* Task goal *
Could you reproduce, from the records below, everything from the line with "filename crates/pitchvault-core/src/season.rs" down to the line with "July to June.", keeping both of those lines and changing nothing?

╭─ Data for the task

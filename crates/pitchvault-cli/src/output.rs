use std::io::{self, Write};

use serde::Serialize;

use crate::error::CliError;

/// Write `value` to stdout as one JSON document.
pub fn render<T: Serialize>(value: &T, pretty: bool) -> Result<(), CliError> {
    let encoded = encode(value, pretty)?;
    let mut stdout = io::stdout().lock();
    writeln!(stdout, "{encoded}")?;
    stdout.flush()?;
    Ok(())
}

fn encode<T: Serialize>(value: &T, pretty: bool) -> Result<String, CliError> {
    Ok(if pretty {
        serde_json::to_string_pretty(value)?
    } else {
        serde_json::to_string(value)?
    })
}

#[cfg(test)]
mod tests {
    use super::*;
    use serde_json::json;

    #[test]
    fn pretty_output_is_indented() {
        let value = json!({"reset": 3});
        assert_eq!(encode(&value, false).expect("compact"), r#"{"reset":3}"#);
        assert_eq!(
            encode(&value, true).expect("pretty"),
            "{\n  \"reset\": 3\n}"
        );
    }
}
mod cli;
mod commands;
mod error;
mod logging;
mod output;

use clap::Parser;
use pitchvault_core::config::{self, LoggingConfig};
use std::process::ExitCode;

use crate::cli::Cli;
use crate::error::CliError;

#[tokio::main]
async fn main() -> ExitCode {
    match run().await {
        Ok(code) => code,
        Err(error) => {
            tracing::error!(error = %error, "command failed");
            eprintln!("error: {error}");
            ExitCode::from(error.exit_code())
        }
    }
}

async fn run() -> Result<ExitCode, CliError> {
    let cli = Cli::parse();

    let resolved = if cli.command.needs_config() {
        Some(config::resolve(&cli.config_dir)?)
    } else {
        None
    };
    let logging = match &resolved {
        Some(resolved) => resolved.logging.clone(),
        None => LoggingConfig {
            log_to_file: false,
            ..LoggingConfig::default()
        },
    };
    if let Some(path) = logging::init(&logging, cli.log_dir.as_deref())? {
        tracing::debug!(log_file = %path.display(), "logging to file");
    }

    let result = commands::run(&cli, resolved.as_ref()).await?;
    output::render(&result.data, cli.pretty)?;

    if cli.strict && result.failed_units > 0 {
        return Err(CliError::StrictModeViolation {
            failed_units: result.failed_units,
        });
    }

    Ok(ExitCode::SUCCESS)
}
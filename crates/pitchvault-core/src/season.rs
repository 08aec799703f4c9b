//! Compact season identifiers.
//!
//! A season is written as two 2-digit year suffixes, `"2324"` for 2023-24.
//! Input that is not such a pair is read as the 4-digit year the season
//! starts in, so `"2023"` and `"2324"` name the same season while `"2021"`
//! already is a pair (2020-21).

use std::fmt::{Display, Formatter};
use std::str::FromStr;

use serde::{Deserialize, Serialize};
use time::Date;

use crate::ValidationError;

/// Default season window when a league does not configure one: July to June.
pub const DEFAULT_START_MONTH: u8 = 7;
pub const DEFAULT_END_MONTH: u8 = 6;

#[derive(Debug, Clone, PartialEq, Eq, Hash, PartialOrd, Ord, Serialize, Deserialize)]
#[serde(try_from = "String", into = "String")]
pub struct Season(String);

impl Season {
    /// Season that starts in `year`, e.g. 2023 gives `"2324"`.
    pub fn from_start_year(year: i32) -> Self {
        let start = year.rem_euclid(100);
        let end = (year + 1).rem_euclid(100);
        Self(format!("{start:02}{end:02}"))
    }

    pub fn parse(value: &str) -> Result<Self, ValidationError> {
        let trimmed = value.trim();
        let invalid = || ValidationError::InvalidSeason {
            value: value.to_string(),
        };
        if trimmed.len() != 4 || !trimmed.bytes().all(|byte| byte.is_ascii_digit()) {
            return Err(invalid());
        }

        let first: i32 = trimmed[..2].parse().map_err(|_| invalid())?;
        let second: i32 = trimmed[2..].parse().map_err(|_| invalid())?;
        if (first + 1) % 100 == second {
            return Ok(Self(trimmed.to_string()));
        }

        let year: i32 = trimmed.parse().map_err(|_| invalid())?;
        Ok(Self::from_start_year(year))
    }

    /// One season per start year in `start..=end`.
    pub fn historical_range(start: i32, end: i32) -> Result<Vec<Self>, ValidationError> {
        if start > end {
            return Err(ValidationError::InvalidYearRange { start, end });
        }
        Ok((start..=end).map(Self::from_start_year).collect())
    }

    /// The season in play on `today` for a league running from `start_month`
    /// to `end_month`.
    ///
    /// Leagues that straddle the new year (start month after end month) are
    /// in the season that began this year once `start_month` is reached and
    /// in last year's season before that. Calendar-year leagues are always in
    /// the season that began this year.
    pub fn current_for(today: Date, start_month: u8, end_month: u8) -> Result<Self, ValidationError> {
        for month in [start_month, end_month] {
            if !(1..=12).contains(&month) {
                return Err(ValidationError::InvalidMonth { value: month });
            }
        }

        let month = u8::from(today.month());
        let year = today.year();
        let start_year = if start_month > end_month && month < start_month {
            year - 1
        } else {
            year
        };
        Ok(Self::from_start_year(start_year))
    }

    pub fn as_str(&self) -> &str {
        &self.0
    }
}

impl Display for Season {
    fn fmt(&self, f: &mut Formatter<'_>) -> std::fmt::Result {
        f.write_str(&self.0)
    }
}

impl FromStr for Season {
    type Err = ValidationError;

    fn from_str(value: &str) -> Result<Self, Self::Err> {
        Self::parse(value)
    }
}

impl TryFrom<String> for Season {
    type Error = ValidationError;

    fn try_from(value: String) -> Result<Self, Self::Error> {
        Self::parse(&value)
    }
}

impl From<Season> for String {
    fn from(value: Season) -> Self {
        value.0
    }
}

╰─

* Exercise solution *
filename crates/pitchvault-core/src/season.rs
repository 08aec799703f4c9b
//! Compact season identifiers.
//!
//! A season is written as two 2-digit year suffixes, `"2324"` for 2023-24.
//! Input that is not such a pair is read as the 4-digit year the season
//! starts in, so `"2023"` and `"2324"` name the same season while `"2021"`
//! already is a pair (2020-21).

use std::fmt::{Display, Formatter};
use std::str::FromStr;

use serde::{Deserialize, Serialize};
use time::Date;

use crate::ValidationError;

/// Default season window when a league does not configure one: July to June.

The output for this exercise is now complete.